Mid-fiscal year through 4/30/98, Klarman substantially increased exposure to disaster insurance (mainly out of the money U.S. equity put options + hedges against rising interest rates and currency fluctuations) because of his fear of a severe market correction and economic weakness. To maintain these hedges, Klarman stated he was willing to give up a portion of portfolio upside in return for protection against downside exposure. For fiscal year ended 10/31/98, these hedges accounted for a -2.8% performance drag.

The performance drag and mistake occurred as a result of expensive & imperfect hedges:

  • cheapest areas of the market (small-cap) became cheaper (Baupost’s portfolio long positions were mainly small cap)
  • most expensive areas of the market (large-cap) went to the moon (Baupost’s portfolio hedges were mostly large cap)

In assessing the performance results, Klarman stated that he did not believe he was wrong to hedge market exposures, his mistake was to use imperfect hedges, which resulted in him losing money on both his long positions and his hedges at the same time. Going forward, he would be searching for more closely correlated hedges.

In many instances, hedging is a return detractor. The trick is determining how much return you are willing to forego (premium spent and opportunity cost of that capital) in order to maintain the hedge, and how well that hedge will actually protect (or provide uncorrelated performance) when you expect it to work.

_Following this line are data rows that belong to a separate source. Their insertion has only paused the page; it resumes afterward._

impl Ledger {
    /// Creates the genesis state.
    ///
    /// `initializer` becomes owner and the first admin. The configured
    /// initial account is whitelisted and pre-funded with the entire
    /// initial supply; every other balance starts at zero. Seeding emits
    /// no events -- the log records operations, not construction.
    pub fn genesis(initializer: Address, config: GenesisConfig) -> Self {
        let roles = RoleRegistry::new(initializer);
        let mut whitelist = Whitelist::new();
        whitelist.seed(config.initial_account);

        let mut balances = HashMap::new();
        balances.insert(config.initial_account, config.initial_supply);

        tracing::info!(
            token = %config.token_name,
            symbol = %config.token_symbol,
            owner = %initializer,
            initial_account = %config.initial_account,
            initial_supply = config.initial_supply,
            "ledger created at genesis"
        );

        Self {
            info: TokenInfo {
                name: config.token_name,
                symbol: config.token_symbol,
                decimals: config.decimals,
                created_at: Utc::now(),
            },
            roles,
            whitelist,
            pause: PauseSwitch::new(),
            total_supply: config.initial_supply,
            balances,
            allowances: HashMap::new(),
            events: EventLog::new(),
        }
    }

    // -----------------------------------------------------------------------
    // Queries
    // -----------------------------------------------------------------------

    /// Token display metadata.
    pub fn info(&self) -> &TokenInfo {
        &self.info
    }

    /// The current owner identity.
    pub fn owner(&self) -> Address {
        self.roles.owner()
    }

    /// Current pause state.
    pub fn pause_state(&self) -> PauseState {
        self.pause.state()
    }

    /// The committed event log.
    pub fn events(&self) -> &EventLog {
        &self.events
    }

    /// Total tokens in circulation.
    pub fn total_supply(&self) -> u128 {
        self.total_supply
    }

    /// Balance of `account`; zero for accounts the ledger has never seen.
    pub fn balance_of(&self, account: Address) -> u128 {
        self.balances.get(&account).copied().unwrap_or(0)
    }

    /// Amount `spender` may move on behalf of `owner`; zero by default.
    pub fn allowance(&self, owner: Address, spender: Address) -> u128 {
        self.allowances
            .get(&owner)
            .and_then(|per_spender| per_spender.get(&spender))
            .copied()
            .unwrap_or(0)
    }

    /// All non-zero holdings as `(account, balance)` pairs.
    pub fn balances(&self) -> impl Iterator<Item = (Address, u128)> + '_ {
        self.balances
            .iter()
            .filter(|(_, balance)| **balance > 0)
            .map(|(account, balance)| (*account, *balance))
    }

    /// Whether `account` may receive transfers.
    pub fn is_whitelist(&self, account: Address) -> bool {
        self.whitelist.contains(account)
    }

    /// Evaluates the transfer-restriction rule for a destination. Pure;
    /// never gated by pause state.
    pub fn validate_transfer_restricted(&self, to: Address) -> RestrictionCode {
        if self.whitelist.contains(to) {
            RestrictionCode::Success
        } else {
            RestrictionCode::NonWhitelisted
        }
    }

    fn ensure_unrestricted(&self, to: Address) -> Result<(), TokenError> {
        let code = self.validate_transfer_restricted(to);
        if code.is_success() {
            Ok(())
        } else {
            Err(TokenError::NonWhitelisted {
                message: code.message(),
            })
        }
    }

    // -----------------------------------------------------------------------
    // Role administration
    // -----------------------------------------------------------------------

    /// See [`RoleRegistry::transfer_ownership`].
    pub fn transfer_ownership(
        &mut self,
        caller: Address,
        new_owner: Address,
    ) -> Result<(), TokenError> {
        self.roles.transfer_ownership(caller, new_owner)?;
        tracing::info!(from = %caller, to = %new_owner, "ownership transferred");
        Ok(())
    }

    /// See [`RoleRegistry::is_admin`].
    pub fn is_admin(&self, caller: Address, account: Address) -> Result<bool, TokenError> {
        self.roles.is_admin(caller, account)
    }

    /// See [`RoleRegistry::add_admin`].
    pub fn add_admin(&mut self, caller: Address, account: Address) -> Result<(), TokenError> {
        self.roles.add_admin(caller, account)?;
        tracing::info!(account = %account, "admin added");
        Ok(())
    }

    /// See [`RoleRegistry::remove_admin`].
    pub fn remove_admin(&mut self, caller: Address, account: Address) -> Result<(), TokenError> {
        self.roles.remove_admin(caller, account)
    }

    // -----------------------------------------------------------------------
    // Whitelist administration
    // -----------------------------------------------------------------------

    /// See [`Whitelist::add`].
    pub fn add_whitelist(&mut self, caller: Address, account: Address) -> Result<(), TokenError> {
        self.whitelist.add(&self.roles, caller, account)?;
        tracing::info!(account = %account, "account whitelisted");
        Ok(())
    }

    /// See [`Whitelist::remove`].
    pub fn remove_whitelisted(
        &mut self,
        caller: Address,
        account: Address,
    ) -> Result<(), TokenError> {
        self.whitelist.remove(&self.roles, caller, account)?;
        tracing::info!(account = %account, "account removed from whitelist");
        Ok(())
    }

    // -----------------------------------------------------------------------
    // Pause control
    // -----------------------------------------------------------------------

    /// Halts transfers, minting, and burning. Queries and approvals keep
    /// working.
    pub fn pause(&mut self, caller: Address) -> Result<(), TokenError> {
        self.pause.pause(&self.roles, caller)?;
        tracing::warn!(account = %caller, "ledger paused");
        self.events.emit(Event::Paused { account: caller });
        Ok(())
    }

    /// Resumes normal operation.
    pub fn unpause(&mut self, caller: Address) -> Result<(), TokenError> {
        self.pause.unpause(&self.roles, caller)?;
        tracing::warn!(account = %caller, "ledger unpaused");
        self.events.emit(Event::Unpaused { account: caller });
        Ok(())
    }

    // -----------------------------------------------------------------------
    // Value movement
    // -----------------------------------------------------------------------

    /// Moves `value` from the caller to `to`.
    ///
    /// The caller must retain a positive balance afterwards: a transfer of
    /// the caller's entire balance is rejected.
    ///
    /// # Errors
    ///
    /// Returns [`TokenError::InvalidState`] while paused,
    /// [`TokenError::NonWhitelisted`] when `to` is not an eligible
    /// destination, and [`TokenError::InsufficientBalance`] unless
    /// `balance(caller) > value`.
    pub fn transfer(&mut self, caller: Address, to: Address, value: u128) -> Result<(), TokenError> {
        self.pause.ensure_active()?;
        self.ensure_unrestricted(to)?;

        let from_balance = self.balance_of(caller);
        if from_balance <= value {
            return Err(TokenError::InsufficientBalance {
                available: from_balance,
                requested: value,
            });
        }

        let new_from = checked_sub(from_balance, value)?;
        // A self-transfer must net out to the starting balance.
        let to_balance = if to == caller {
            new_from
        } else {
            self.balance_of(to)
        };
        let new_to = checked_add(to_balance, value)?;

        self.balances.insert(caller, new_from);
        self.balances.insert(to, new_to);

        tracing::debug!(from = %caller, to = %to, value, "transfer");
        self.events.emit(Event::Transfer {
            from: Some(caller),
            to,
            value,
        });
        Ok(())
    }

    /// Sets the allowance of `spender` over the caller's tokens.
    ///
    /// Overwrites any previous allowance rather than adding to it.
    /// Deliberately available while paused, so holders can zero out
    /// approvals during an incident.
    pub fn approve(
        &mut self,
        caller: Address,
        spender: Address,
        value: u128,
    ) -> Result<(), TokenError> {
        self.allowances
            .entry(caller)
            .or_default()
            .insert(spender, value);

        tracing::debug!(owner = %caller, spender = %spender, value, "approval set");
        self.events.emit(Event::Approval {
            owner: caller,
            spender,
            value,
        });
        Ok(())
    }

    /// Moves `value` from `from` to `to` on the strength of an allowance
    /// previously granted to the caller.
    ///
    /// Both bounds are inclusive: a spend of exactly the remaining balance
    /// or exactly the remaining allowance succeeds.
    ///
    /// # Errors
    ///
    /// Returns [`TokenError::InvalidState`] while paused,
    /// [`TokenError::NonWhitelisted`] for an ineligible destination,
    /// [`TokenError::InsufficientBalance`] when `value > balance(from)`,
    /// and [`TokenError::InsufficientAllowance`] when
    /// `value > allowance(from, caller)`.
    pub fn transfer_from(
        &mut self,
        caller: Address,
        from: Address,
        to: Address,
        value: u128,
    ) -> Result<(), TokenError> {
        self.pause.ensure_active()?;
        self.ensure_unrestricted(to)?;

        let from_balance = self.balance_of(from);
        if value > from_balance {
            return Err(TokenError::InsufficientBalance {
                available: from_balance,
                requested: value,
            });
        }
        let approved = self.allowance(from, caller);
        if value > approved {
            return Err(TokenError::InsufficientAllowance {
                approved,
                requested: value,
            });
        }

        let new_from = checked_sub(from_balance, value)?;
        let to_balance = if to == from {
            new_from
        } else {
            self.balance_of(to)
        };
        let new_to = checked_add(to_balance, value)?;
        let new_allowance = checked_sub(approved, value)?;

        self.balances.insert(from, new_from);
        self.balances.insert(to, new_to);
        self.allowances
            .entry(from)
            .or_default()
            .insert(caller, new_allowance);

        tracing::debug!(spender = %caller, from = %from, to = %to, value, "delegated transfer");
        self.events.emit(Event::Transfer {
            from: Some(from),
            to,
            value,
        });
        Ok(())
    }

    // -----------------------------------------------------------------------
    // Supply control
    // -----------------------------------------------------------------------

    /// Destroys `value` tokens out of the caller's own balance, shrinking
    /// total supply by the same amount.
    ///
    /// # Errors
    ///
    /// Returns [`TokenError::InvalidState`] while paused,
    /// [`TokenError::Unauthorized`] unless the caller is an admin, and
    /// [`TokenError::InsufficientBalance`] when `value > balance(caller)`.
    pub fn burn(&mut self, caller: Address, value: u128) -> Result<(), TokenError> {
        self.pause.ensure_active()?;
        self.roles.ensure_admin(caller)?;

        let balance = self.balance_of(caller);
        if value > balance {
            return Err(TokenError::InsufficientBalance {
                available: balance,
                requested: value,
            });
        }

        let new_balance = checked_sub(balance, value)?;
        let new_supply = checked_sub(self.total_supply, value)?;

        self.balances.insert(caller, new_balance);
        self.total_supply = new_supply;

        tracing::info!(from = %caller, value, total_supply = new_supply, "burned");
        self.events.emit(Event::Burn {
            from: caller,
            value,
        });
        Ok(())
    }

    /// Creates `value` new tokens in `account`, growing total supply by
    /// the same amount.
    ///
    /// The emitted transfer notification has no sender -- the conventional
    /// mint signal.
    ///
    /// # Errors
    ///
    /// Returns [`TokenError::InvalidState`] while paused,
    /// [`TokenError::Unauthorized`] unless the caller is an admin, and
    /// [`TokenError::Overflow`] if supply or the target balance would
    /// exceed the amount range.
    pub fn mint(
        &mut self,
        caller: Address,
        account: Address,
        value: u128,
    ) -> Result<(), TokenError> {
        self.pause.ensure_active()?;
        self.roles.ensure_admin(caller)?;

        let new_supply = checked_add(self.total_supply, value)?;
        let new_balance = checked_add(self.balance_of(account), value)?;

        self.total_supply = new_supply;
        self.balances.insert(account, new_balance);

        tracing::info!(to = %account, value, total_supply = new_supply, "minted");
        self.events.emit(Event::Transfer {
            from: None,
            to: account,
            value,
        });
        Ok(())
    }
}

The only thing worse than foregoing return via premium spent and opportunity cost, is finding out in times of need that your hedges don’t work due to incorrect anticipation of correlation between your hedges and the exposure you are trying to hedge. That’s exactly what happened to Baupost in 1998.


Catalyst, Volatility, Expected Return, Duration

Attempting to reduce Baupost’s dependence on the equity market for future results, and the impact of equity market movement on Baupost’s results, Klarman discusses the increase of catalyst/event-driven positions (liquidations, reorganizations) within the portfolio, which are usually less dependent on the vicissitudes of the stock market for return realization.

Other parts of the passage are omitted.